* What you should do *
In the data that follows, find each line containing "Some" and copy it.

* Dataset extract *

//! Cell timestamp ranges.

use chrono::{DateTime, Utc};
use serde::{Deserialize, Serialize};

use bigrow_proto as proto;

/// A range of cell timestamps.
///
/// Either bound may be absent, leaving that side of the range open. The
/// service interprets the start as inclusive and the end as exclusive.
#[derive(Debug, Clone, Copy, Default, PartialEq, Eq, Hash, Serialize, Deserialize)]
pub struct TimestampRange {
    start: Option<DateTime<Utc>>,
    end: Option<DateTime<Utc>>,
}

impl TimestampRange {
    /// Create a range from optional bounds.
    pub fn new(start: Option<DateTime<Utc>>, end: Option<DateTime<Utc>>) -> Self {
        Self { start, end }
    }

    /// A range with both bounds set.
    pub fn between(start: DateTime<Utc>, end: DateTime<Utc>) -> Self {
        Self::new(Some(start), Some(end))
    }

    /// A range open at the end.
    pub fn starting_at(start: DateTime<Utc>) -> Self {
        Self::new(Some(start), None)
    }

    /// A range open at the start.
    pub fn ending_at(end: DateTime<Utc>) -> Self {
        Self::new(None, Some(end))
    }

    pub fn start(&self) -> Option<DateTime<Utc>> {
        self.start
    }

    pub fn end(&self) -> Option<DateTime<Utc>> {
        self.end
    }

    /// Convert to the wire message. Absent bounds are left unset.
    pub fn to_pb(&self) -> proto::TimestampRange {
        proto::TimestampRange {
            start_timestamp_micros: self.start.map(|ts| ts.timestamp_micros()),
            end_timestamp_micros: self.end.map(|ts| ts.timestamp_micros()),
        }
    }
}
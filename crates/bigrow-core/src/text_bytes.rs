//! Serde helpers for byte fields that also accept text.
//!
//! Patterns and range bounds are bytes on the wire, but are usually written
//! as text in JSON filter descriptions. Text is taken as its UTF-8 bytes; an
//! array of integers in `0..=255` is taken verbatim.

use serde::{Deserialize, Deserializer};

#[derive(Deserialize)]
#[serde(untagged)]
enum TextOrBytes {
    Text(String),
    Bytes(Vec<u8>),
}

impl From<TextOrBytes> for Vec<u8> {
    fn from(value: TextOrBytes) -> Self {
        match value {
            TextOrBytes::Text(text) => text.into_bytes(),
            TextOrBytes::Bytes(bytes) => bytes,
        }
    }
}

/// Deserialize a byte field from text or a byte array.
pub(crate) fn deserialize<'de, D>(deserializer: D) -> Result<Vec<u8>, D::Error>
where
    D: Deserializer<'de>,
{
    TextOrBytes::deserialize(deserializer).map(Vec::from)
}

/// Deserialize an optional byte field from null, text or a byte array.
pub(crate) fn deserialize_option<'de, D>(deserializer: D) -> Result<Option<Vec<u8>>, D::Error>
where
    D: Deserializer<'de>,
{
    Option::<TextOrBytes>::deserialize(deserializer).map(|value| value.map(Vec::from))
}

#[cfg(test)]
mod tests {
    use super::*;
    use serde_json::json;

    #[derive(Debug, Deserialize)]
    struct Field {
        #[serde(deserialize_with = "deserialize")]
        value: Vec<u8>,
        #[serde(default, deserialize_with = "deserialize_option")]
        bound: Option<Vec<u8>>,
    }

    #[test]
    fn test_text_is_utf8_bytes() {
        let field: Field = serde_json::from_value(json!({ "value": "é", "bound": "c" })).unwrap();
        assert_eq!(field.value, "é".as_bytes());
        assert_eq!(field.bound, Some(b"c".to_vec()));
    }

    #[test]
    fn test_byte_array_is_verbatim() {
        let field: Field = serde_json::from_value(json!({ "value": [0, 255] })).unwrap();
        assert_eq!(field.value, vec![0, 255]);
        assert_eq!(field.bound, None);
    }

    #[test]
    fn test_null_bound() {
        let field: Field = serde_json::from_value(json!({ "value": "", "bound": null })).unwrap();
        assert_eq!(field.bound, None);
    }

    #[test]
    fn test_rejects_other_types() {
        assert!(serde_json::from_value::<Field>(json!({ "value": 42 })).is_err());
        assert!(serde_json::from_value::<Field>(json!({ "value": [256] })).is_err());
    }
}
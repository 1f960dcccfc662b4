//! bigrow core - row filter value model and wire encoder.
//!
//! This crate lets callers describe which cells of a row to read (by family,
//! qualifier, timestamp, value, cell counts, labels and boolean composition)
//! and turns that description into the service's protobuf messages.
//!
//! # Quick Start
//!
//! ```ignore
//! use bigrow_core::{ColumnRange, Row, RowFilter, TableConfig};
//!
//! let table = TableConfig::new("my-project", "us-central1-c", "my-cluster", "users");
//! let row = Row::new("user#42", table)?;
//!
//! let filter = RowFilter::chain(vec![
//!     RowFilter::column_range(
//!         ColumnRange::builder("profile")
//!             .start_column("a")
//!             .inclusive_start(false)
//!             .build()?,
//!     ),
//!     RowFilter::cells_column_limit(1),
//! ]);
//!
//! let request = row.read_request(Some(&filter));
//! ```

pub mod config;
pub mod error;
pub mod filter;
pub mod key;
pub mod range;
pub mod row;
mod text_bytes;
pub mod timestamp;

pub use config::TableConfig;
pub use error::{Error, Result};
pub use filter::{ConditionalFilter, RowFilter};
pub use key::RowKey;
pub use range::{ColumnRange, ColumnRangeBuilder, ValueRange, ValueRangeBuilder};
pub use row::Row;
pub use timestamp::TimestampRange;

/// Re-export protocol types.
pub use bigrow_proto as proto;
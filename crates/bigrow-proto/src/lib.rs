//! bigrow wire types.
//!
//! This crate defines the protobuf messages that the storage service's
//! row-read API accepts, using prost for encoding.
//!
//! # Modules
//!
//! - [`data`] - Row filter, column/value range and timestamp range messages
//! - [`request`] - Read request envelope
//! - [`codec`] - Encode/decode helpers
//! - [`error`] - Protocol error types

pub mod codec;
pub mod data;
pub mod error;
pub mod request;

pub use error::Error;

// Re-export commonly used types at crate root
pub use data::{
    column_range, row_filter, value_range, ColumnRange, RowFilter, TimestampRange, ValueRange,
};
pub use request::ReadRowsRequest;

* Reply to the task *
        Self::new(Some(start), Some(end))
        Self::new(Some(start), None)
        Self::new(None, Some(end))
        assert_eq!(field.bound, Some(b"c".to_vec()));
//! let request = row.read_request(Some(&filter));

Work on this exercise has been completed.